Door wijzigingen in de Wet van 7 juli 1994 - Bouwrecht, was het noodzakelijk een nieuwe verordening uit te vaardigen waarin de technische eisen voor gebouwen werden vastgelegd . Het ontwerp van de verordening is zojuist gepubliceerd. Deze bevat onder andere richtlijnen voor de locatie van gebouwen, installaties, speelplaatsen en de organisatie van afvalinzamelpunten.
Het hekwerk mag geen gevaar vormen voor de veiligheid van mens en dier.Ook voor hekken gelden belangrijke wijzigingen. Volgens de voorgestelde regelgeving " mag een hek geen gevaar vormen voor de veiligheid van mens en dier ", aldus het ontwerp:
Scherpe elementen, prikkeldraad, glasscherven en andere soortgelijke producten en materialen mogen niet op een hoogte van minder dan 2,2 m op het hek worden geplaatst.

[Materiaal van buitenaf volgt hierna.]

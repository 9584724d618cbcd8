//! Domain types: bars, series, and the per-cycle pool.

pub mod bar;
pub mod pool;
pub mod series;

pub use bar::PriceBar;
pub use pool::PricePool;
pub use series::{PriceSeries, SeriesError};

Dit is een belangrijke verandering, omdat de regelgeving tot nu toe toestond om extra veiligheidsmaatregelen te installeren op hekken van minimaal 1,80 m hoog.
Het ontwerp bepaalt ook dat hekken en loophekken in omheiningen niet naar buiten mogen openen vanaf het bouwperceel . Bovendien mogen hekken in omheiningen grenzend aan meergezinswoningen, openbare gebouwen of collectieve woongebouwen de toegang tot het gebouw voor mensen met een beperking niet belemmeren. Hun breedte moet minimaal 0,9 meter zijn.
Een andere nieuwe maatregel is de invoering van de verplichte installatie van hernieuwbare energiebronnen, zoals zonnepanelen. Deze nieuwe eis geldt voor:
- openbare gebouwen;
- collectieve woongebouwen (bijv. hotels, studentenhuizen);
- bedrijfsgebouwen met een oppervlakte groter dan 250 m2, mits dit technisch, functioneel en economisch verantwoord is.
Deze wijziging is niet direct van toepassing op eengezinswoningen , maar kan van belang zijn bij grotere werkplaatsen of agrarische gebouwen.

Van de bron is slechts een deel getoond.